Problem requirements
Nothing in the listing may be skipped; transcribe all of it as written.

Information shown
========================================
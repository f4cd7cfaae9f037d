//! Helvetica metrics and WinAnsi encoding for the standard Type1 fonts.

/// Advance widths of Helvetica for U+0020..=U+007E, in 1/1000 em.
const HELVETICA_WIDTHS: [u16; 95] = [
    278, 278, 355, 556, 556, 889, 667, 191, 333, 333, 389, 584, 278, 333, 278, 278, // ' '..'/'
    556, 556, 556, 556, 556, 556, 556, 556, 556, 556, 278, 278, 584, 584, 584, 556, // '0'..'?'
    1015, 667, 667, 722, 722, 667, 611, 778, 722, 278, 500, 667, 556, 833, 722, 778, // '@'..'O'
    667, 778, 722, 667, 611, 722, 667, 944, 667, 667, 611, 278, 278, 278, 469, 556, // 'P'..'_'
    333, 556, 556, 500, 556, 556, 278, 556, 556, 222, 222, 500, 222, 833, 556, 556, // '`'..'o'
    556, 556, 333, 500, 278, 556, 500, 722, 500, 500, 500, 334, 260, 334, 584, // 'p'..'~'
];

const FALLBACK_WIDTH: u16 = 556;

pub const MM_PER_PT: f64 = 25.4 / 72.0;

pub fn char_width(c: char) -> u16 {
    let code = c as u32;
    if (0x20..=0x7e).contains(&code) {
        HELVETICA_WIDTHS[(code - 0x20) as usize]
    } else {
        FALLBACK_WIDTH
    }
}

/// Width of `text` in millimetres at `font_size` points.
pub fn text_width_mm(text: &str, font_size: f64) -> f64 {
    let units: u32 = text.chars().map(|c| char_width(c) as u32).sum();
    units as f64 / 1000.0 * font_size * MM_PER_PT
}

/// Greedy word wrap to `max_width` mm. Explicit newlines always break, blank
/// lines are kept, and a word wider than the line is split by characters.
pub fn wrap_text(text: &str, max_width: f64, font_size: f64) -> Vec<String> {
    let mut lines = Vec::new();
    for paragraph in text.split('\n') {
        let paragraph = paragraph.trim_end_matches('\r').replace('\t', " ");
        let mut current = String::new();
        for word in paragraph.split(' ').filter(|w| !w.is_empty()) {
            let candidate = if current.is_empty() {
                word.to_string()
            } else {
                format!("{current} {word}")
            };
            if text_width_mm(&candidate, font_size) <= max_width {
                current = candidate;
                continue;
            }
            if !current.is_empty() {
                lines.push(std::mem::take(&mut current));
            }
            if text_width_mm(word, font_size) <= max_width {
                current = word.to_string();
            } else {
                for c in word.chars() {
                    current.push(c);
                    if text_width_mm(&current, font_size) > max_width && current.chars().count() > 1 {
                        current.pop();
                        lines.push(std::mem::take(&mut current));
                        current.push(c);
                    }
                }
            }
        }
        lines.push(current);
    }
    while lines.last().is_some_and(|l| l.is_empty()) {
        lines.pop();
    }
    lines
}

/// WinAnsi code for `c`, if the standard fonts can show it.
pub fn win_ansi_byte(c: char) -> Option<u8> {
    match c {
        '\u{20}'..='\u{7e}' => Some(c as u8),
        '\u{a0}'..='\u{ff}' => Some(c as u32 as u8),
        '\u{20ac}' => Some(0x80),
        '\u{2026}' => Some(0x85),
        '\u{2018}' => Some(0x91),
        '\u{2019}' => Some(0x92),
        '\u{201c}' => Some(0x93),
        '\u{201d}' => Some(0x94),
        '\u{2022}' => Some(0x95),
        '\u{2013}' => Some(0x96),
        '\u{2014}' => Some(0x97),
        _ => None,
    }
}

/// Distinct characters of `text` with no WinAnsi code, in first-seen order.
/// Line breaks and tabs are handled by wrapping and never reach the encoder.
pub fn unmappable_chars(text: &str) -> Vec<char> {
    let mut out: Vec<char> = Vec::new();
    for c in text.chars() {
        if matches!(c, '\n' | '\r' | '\t') || win_ansi_byte(c).is_some() {
            continue;
        }
        if !out.contains(&c) {
            out.push(c);
        }
    }
    out
}

/// Encodes text for a WinAnsiEncoding font. Unmappable characters become '?'.
pub fn encode_win_ansi(text: &str) -> Vec<u8> {
    text.chars().map(|c| win_ansi_byte(c).unwrap_or(b'?')).collect()
}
========================================
Written solution
repository f4cd7cfaae9f037d
//! Helvetica metrics and WinAnsi encoding for the standard Type1 fonts.

/// Advance widths of Helvetica for U+0020..=U+007E, in 1/1000 em.
const HELVETICA_WIDTHS: [u16; 95] = [
    278, 278, 355, 556, 556, 889, 667, 191, 333, 333, 389, 584, 278, 333, 278, 278, // ' '..'/'
    556, 556, 556, 556, 556, 556, 556, 556, 556, 556, 278, 278, 584, 584, 584, 556, // '0'..'?'
    1015, 667, 667, 722, 722, 667, 611, 778, 722, 278, 500, 667, 556, 833, 722, 778, // '@'..'O'
    667, 778, 722, 667, 611, 722, 667, 944, 667, 667, 611, 278, 278, 278, 469, 556, // 'P'..'_'
    333, 556, 556, 500, 556, 556, 278, 556, 556, 222, 222, 500, 222, 833, 556, 556, // '`'..'o'
    556, 556, 333, 500, 278, 556, 500, 722, 500, 500, 500, 334, 260, 334, 584, // 'p'..'~'
];

const FALLBACK_WIDTH: u16 = 556;

pub const MM_PER_PT: f64 = 25.4 / 72.0;

pub fn char_width(c: char) -> u16 {
    let code = c as u32;
    if (0x20..=0x7e).contains(&code) {
        HELVETICA_WIDTHS[(code - 0x20) as usize]
    } else {
        FALLBACK_WIDTH
    }
}

/// Width of `text` in millimetres at `font_size` points.
pub fn text_width_mm(text: &str, font_size: f64) -> f64 {
    let units: u32 = text.chars().map(|c| char_width(c) as u32).sum();
    units as f64 / 1000.0 * font_size * MM_PER_PT
}

/// Greedy word wrap to `max_width` mm. Explicit newlines always break, blank
/// lines are kept, and a word wider than the line is split by characters.
pub fn wrap_text(text: &str, max_width: f64, font_size: f64) -> Vec<String> {
    let mut lines = Vec::new();
    for paragraph in text.split('\n') {
        let paragraph = paragraph.trim_end_matches('\r').replace('\t', " ");
        let mut current = String::new();
        for word in paragraph.split(' ').filter(|w| !w.is_empty()) {
            let candidate = if current.is_empty() {
                word.to_string()
            } else {
                format!("{current} {word}")
            };
            if text_width_mm(&candidate, font_size) <= max_width {
                current = candidate;
                continue;
            }
            if !current.is_empty() {
                lines.push(std::mem::take(&mut current));
            }
            if text_width_mm(word, font_size) <= max_width {
                current = word.to_string();
            } else {
                for c in word.chars() {
                    current.push(c);
                    if text_width_mm(&current, font_size) > max_width && current.chars().count() > 1 {
                        current.pop();
                        lines.push(std::mem::take(&mut current));
                        current.push(c);
                    }
                }
            }
        }
        lines.push(current);
    }
    while lines.last().is_some_and(|l| l.is_empty()) {
        lines.pop();
    }
    lines
}

/// WinAnsi code for `c`, if the standard fonts can show it.
pub fn win_ansi_byte(c: char) -> Option<u8> {
    match c {
        '\u{20}'..='\u{7e}' => Some(c as u8),
        '\u{a0}'..='\u{ff}' => Some(c as u32 as u8),
        '\u{20ac}' => Some(0x80),
        '\u{2026}' => Some(0x85),
        '\u{2018}' => Some(0x91),
        '\u{2019}' => Some(0x92),
        '\u{201c}' => Some(0x93),
        '\u{201d}' => Some(0x94),
        '\u{2022}' => Some(0x95),
        '\u{2013}' => Some(0x96),
        '\u{2014}' => Some(0x97),
        _ => None,
    }
}

/// Distinct characters of `text` with no WinAnsi code, in first-seen order.
/// Line breaks and tabs are handled by wrapping and never reach the encoder.
pub fn unmappable_chars(text: &str) -> Vec<char> {
    let mut out: Vec<char> = Vec::new();
    for c in text.chars() {
        if matches!(c, '\n' | '\r' | '\t') || win_ansi_byte(c).is_some() {
            continue;
        }
        if !out.contains(&c) {
            out.push(c);
        }
    }
    out
}

/// Encodes text for a WinAnsiEncoding font. Unmappable characters become '?'.
pub fn encode_win_ansi(text: &str) -> Vec<u8> {
    text.chars().map(|c| win_ansi_byte(c).unwrap_or(b'?')).collect()
}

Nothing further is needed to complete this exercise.